** DATA EXTRACTS **
►

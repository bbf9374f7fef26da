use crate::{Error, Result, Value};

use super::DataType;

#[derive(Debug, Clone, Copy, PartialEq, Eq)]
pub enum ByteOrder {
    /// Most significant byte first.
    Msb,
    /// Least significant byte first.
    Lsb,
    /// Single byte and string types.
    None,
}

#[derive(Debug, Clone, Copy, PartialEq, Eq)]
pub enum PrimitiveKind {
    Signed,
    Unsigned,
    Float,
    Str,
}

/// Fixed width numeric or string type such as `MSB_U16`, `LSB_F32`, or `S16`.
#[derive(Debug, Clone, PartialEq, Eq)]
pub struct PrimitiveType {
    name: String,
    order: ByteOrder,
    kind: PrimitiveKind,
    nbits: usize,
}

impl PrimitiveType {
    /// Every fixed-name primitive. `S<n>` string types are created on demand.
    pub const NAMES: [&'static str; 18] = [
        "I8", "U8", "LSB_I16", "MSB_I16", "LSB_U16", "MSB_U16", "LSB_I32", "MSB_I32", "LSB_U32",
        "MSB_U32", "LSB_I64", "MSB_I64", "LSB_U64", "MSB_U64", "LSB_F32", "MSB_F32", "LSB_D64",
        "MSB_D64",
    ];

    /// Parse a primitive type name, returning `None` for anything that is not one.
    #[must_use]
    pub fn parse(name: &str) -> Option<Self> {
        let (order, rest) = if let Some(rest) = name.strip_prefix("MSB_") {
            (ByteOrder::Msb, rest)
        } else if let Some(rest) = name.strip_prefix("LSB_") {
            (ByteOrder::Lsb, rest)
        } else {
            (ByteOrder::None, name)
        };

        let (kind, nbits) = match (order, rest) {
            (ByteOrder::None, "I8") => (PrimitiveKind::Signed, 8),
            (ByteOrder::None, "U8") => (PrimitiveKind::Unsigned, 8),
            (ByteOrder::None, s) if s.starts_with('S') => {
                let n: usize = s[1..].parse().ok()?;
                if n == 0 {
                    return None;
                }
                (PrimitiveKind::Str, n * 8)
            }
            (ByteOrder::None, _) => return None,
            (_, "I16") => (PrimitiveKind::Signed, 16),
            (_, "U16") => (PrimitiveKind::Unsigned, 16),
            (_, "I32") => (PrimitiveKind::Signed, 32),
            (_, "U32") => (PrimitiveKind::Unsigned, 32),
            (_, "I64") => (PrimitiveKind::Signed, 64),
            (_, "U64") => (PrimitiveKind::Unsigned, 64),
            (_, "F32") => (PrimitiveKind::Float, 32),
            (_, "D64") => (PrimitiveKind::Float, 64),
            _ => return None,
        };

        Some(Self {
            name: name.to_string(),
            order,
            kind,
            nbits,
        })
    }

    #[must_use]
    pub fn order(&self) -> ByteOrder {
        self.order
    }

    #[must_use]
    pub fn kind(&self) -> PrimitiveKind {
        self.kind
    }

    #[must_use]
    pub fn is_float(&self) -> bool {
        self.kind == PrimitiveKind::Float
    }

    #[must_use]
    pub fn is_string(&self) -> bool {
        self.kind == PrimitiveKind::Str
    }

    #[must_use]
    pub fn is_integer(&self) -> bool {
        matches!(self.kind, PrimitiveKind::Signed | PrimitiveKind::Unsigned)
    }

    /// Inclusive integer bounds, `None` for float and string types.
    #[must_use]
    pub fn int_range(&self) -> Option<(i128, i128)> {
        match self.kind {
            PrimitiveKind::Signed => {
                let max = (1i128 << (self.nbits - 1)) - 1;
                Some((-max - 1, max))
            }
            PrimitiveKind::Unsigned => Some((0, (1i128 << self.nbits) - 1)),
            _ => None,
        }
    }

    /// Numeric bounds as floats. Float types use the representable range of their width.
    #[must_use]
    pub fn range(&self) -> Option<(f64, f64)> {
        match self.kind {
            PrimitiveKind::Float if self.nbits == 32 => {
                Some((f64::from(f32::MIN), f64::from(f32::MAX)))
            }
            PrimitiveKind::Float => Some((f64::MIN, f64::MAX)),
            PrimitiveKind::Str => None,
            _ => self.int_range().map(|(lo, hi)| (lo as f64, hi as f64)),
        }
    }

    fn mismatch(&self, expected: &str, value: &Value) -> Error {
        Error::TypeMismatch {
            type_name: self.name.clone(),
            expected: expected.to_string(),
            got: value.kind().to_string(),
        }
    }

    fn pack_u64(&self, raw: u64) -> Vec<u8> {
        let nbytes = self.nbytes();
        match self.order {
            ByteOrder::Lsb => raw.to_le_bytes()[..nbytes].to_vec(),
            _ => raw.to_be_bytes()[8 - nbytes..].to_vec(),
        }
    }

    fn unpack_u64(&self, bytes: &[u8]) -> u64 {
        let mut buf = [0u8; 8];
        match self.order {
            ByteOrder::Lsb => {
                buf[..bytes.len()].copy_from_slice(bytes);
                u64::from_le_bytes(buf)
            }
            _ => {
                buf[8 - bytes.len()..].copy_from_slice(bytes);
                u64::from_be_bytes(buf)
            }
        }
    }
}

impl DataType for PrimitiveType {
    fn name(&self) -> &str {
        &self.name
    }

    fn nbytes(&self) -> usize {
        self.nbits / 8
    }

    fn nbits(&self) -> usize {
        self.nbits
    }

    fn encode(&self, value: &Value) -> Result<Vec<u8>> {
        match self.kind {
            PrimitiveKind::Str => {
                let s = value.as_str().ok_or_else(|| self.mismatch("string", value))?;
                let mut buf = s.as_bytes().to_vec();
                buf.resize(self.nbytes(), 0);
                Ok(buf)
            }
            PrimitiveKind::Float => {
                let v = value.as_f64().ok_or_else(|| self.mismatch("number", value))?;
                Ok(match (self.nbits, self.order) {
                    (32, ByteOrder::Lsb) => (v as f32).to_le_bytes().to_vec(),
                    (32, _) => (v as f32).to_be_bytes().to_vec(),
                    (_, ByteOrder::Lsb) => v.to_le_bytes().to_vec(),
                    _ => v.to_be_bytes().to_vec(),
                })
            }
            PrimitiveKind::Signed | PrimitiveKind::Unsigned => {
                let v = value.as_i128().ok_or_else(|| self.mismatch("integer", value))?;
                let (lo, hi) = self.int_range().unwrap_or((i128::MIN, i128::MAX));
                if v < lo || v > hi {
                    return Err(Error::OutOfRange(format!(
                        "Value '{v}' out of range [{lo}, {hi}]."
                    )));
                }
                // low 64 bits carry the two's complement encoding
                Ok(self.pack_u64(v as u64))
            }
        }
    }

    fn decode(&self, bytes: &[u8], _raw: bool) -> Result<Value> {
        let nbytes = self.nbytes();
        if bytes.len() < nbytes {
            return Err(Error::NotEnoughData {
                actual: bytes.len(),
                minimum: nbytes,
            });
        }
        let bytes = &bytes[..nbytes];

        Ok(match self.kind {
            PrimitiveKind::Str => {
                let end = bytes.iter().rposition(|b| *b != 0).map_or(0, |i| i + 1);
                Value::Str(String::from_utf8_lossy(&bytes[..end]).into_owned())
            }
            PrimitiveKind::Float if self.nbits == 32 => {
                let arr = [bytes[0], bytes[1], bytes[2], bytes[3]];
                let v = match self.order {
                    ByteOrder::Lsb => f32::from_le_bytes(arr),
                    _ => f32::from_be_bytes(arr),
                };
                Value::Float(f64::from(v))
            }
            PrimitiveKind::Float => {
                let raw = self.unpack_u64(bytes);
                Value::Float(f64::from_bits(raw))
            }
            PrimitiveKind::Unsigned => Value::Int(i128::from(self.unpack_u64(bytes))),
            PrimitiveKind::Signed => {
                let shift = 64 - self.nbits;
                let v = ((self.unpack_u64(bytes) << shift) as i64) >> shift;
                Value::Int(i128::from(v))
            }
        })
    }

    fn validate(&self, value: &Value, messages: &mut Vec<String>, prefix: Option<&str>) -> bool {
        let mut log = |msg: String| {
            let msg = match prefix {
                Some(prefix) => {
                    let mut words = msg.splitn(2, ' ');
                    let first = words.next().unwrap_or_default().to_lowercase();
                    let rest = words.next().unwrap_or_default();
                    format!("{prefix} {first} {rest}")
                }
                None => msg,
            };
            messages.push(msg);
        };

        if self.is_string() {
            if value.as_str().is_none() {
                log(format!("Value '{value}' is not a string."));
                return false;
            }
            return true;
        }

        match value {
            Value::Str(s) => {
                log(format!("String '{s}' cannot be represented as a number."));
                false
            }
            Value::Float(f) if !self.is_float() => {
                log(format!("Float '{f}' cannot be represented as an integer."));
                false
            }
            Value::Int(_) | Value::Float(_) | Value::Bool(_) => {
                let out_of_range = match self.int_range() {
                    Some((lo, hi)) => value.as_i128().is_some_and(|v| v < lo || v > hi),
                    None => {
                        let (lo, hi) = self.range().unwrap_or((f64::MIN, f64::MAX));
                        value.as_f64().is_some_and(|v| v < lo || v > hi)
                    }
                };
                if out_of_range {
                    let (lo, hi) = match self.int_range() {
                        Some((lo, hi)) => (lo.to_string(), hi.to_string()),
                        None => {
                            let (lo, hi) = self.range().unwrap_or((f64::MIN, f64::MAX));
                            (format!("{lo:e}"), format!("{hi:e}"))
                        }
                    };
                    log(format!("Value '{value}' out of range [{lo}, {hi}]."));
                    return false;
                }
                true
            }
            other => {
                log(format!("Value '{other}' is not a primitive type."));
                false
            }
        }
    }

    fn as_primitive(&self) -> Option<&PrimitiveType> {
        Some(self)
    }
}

◄
►

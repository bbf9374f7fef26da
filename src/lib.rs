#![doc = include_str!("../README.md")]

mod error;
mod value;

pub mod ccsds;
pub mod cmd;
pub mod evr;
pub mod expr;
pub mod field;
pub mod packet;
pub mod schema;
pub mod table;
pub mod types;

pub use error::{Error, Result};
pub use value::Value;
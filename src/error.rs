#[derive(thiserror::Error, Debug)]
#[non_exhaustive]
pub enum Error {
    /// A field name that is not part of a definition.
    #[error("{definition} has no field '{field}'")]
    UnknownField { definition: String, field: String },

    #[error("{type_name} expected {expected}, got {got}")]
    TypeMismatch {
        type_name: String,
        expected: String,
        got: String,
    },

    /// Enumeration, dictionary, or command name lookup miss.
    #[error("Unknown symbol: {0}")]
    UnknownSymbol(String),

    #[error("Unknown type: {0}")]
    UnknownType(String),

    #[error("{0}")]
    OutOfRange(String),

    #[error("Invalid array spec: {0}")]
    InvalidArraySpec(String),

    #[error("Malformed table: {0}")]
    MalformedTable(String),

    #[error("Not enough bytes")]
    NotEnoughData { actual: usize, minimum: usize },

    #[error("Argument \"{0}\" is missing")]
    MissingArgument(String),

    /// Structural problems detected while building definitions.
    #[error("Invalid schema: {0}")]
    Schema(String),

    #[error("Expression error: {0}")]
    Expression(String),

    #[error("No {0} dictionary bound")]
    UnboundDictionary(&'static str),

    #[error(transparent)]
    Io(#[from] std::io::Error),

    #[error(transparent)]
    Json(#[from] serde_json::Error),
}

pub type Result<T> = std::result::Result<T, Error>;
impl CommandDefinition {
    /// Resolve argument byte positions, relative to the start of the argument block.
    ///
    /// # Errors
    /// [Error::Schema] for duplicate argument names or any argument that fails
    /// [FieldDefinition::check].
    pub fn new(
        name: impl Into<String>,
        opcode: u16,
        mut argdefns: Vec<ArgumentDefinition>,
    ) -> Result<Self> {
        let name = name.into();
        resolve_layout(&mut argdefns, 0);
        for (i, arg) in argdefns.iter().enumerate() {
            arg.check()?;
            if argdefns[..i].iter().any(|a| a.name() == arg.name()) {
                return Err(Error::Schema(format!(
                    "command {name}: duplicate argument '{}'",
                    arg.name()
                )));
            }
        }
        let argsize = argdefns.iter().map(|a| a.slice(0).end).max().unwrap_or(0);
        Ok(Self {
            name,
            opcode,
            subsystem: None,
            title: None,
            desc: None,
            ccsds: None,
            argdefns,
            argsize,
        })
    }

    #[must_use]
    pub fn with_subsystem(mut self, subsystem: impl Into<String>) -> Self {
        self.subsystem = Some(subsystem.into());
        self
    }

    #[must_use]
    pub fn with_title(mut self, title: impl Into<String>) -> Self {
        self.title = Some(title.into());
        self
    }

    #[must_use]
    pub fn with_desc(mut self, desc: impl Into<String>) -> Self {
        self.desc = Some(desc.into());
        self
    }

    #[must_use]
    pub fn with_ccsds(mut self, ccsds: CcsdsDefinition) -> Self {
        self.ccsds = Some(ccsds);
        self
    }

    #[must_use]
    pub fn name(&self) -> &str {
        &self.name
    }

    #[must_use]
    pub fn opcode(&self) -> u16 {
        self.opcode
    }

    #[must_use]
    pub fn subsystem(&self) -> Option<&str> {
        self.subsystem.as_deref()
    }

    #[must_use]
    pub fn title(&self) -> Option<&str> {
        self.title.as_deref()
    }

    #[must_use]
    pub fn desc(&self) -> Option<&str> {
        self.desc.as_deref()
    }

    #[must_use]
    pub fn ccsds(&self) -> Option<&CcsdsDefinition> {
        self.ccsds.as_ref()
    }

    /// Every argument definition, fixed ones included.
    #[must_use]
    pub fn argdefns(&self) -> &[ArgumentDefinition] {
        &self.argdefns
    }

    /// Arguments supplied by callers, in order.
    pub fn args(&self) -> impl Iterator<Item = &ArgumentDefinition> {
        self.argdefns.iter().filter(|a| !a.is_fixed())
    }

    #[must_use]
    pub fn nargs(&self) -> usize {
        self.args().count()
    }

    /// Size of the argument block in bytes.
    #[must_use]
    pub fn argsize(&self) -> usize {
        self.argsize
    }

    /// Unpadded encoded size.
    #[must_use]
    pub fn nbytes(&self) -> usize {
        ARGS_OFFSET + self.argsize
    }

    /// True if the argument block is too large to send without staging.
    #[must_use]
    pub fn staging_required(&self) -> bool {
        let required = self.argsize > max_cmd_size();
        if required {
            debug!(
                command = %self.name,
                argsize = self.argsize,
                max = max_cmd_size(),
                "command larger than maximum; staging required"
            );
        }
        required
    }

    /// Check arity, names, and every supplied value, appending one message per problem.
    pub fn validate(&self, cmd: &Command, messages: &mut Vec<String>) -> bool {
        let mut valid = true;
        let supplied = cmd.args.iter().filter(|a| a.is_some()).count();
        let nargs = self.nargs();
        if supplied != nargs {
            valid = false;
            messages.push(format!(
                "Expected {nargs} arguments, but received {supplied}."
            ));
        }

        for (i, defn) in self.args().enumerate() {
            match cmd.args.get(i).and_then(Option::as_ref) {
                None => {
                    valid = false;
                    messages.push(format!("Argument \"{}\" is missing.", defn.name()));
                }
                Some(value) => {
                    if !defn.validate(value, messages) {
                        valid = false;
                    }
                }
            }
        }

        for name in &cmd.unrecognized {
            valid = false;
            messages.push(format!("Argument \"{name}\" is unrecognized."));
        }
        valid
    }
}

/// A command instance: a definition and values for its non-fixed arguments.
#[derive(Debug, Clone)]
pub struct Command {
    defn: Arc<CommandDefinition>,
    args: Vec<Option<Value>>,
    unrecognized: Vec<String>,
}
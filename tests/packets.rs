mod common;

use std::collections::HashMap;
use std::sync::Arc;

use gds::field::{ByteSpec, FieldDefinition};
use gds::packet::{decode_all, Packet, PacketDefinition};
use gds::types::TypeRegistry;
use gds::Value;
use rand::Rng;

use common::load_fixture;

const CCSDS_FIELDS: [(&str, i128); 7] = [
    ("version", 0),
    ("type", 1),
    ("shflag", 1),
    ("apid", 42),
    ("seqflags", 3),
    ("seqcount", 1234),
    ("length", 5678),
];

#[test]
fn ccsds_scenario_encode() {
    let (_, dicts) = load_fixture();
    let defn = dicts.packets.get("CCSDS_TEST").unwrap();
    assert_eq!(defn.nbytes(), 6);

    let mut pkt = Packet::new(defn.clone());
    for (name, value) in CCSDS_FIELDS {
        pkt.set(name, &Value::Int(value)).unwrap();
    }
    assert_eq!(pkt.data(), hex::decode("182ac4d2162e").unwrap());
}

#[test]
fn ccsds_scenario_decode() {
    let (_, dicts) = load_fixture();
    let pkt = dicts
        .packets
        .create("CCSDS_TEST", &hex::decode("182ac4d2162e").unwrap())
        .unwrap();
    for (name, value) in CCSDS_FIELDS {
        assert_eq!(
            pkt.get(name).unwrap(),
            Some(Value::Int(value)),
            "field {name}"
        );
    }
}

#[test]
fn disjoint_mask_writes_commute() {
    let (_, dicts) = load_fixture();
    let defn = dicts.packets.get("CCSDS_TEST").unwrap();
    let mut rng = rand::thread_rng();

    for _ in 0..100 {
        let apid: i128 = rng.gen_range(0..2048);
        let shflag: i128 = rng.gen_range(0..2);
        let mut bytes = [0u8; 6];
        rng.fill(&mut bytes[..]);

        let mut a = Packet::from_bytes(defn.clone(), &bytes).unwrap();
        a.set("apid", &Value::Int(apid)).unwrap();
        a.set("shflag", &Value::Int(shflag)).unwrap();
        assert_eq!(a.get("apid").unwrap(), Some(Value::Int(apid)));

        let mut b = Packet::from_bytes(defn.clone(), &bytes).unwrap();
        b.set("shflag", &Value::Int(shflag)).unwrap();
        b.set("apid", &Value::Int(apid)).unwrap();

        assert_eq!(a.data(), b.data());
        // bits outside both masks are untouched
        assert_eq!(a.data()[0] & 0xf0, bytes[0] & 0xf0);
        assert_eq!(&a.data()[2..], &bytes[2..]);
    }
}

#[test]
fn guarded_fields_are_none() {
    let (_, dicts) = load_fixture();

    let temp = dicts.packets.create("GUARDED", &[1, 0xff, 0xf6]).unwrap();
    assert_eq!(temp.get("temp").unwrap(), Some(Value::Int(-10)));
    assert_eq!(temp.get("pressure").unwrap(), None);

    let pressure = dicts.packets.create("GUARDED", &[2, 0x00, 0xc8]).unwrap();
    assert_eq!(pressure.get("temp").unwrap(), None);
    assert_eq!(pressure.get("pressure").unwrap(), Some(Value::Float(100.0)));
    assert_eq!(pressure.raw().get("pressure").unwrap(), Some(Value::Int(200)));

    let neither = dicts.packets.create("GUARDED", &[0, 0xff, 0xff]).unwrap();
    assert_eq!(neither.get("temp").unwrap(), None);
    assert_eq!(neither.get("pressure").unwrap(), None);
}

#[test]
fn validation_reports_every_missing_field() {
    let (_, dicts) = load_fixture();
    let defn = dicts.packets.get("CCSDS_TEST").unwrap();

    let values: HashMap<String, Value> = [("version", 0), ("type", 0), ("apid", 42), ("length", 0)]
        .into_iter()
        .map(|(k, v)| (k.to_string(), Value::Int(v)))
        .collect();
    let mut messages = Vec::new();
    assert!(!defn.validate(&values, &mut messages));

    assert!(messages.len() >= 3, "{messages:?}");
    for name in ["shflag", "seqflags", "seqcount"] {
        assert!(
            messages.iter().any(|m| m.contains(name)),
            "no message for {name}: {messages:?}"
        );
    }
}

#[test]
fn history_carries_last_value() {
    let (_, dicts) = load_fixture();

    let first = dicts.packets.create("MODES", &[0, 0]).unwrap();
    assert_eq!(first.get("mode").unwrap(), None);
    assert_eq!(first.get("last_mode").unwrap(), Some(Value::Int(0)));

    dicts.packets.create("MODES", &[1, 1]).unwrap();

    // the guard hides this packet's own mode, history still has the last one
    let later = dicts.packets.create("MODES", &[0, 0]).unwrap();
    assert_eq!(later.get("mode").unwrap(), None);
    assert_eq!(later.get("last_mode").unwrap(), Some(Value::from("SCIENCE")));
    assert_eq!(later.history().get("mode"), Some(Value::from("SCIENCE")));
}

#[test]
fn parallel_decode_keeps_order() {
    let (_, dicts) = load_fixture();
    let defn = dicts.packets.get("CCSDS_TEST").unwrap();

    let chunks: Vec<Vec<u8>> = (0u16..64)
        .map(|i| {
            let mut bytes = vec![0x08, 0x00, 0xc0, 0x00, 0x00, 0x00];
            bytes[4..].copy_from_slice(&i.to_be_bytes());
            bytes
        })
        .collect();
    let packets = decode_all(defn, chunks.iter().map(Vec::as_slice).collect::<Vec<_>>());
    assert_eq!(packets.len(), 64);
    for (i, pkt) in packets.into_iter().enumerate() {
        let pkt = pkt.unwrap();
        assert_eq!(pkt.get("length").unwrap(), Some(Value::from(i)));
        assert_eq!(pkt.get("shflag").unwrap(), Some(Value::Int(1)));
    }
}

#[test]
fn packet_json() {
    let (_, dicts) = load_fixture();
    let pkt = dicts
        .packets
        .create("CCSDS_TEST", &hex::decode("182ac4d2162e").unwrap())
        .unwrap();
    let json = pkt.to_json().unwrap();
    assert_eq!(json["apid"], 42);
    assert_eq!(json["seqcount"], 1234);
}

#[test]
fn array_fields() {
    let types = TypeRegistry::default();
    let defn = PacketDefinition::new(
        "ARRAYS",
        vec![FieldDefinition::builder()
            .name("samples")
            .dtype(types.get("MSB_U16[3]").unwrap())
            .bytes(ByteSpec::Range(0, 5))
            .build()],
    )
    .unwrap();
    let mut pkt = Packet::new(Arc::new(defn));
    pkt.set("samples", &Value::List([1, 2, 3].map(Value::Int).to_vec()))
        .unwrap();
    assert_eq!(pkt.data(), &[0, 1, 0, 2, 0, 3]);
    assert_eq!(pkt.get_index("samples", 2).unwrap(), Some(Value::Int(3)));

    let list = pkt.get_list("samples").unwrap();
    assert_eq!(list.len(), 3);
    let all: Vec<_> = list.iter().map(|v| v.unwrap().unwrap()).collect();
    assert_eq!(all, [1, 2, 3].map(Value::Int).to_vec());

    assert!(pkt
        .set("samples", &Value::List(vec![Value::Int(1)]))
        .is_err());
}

◄

** EXERCISE BRIEF **
Return only the lines of the records in which the string "enumerate" appears.

** TASK SOLUTION **
        for (i, arg) in argdefns.iter().enumerate() {
        for (i, defn) in self.args().enumerate() {
    for (i, pkt) in packets.into_iter().enumerate() {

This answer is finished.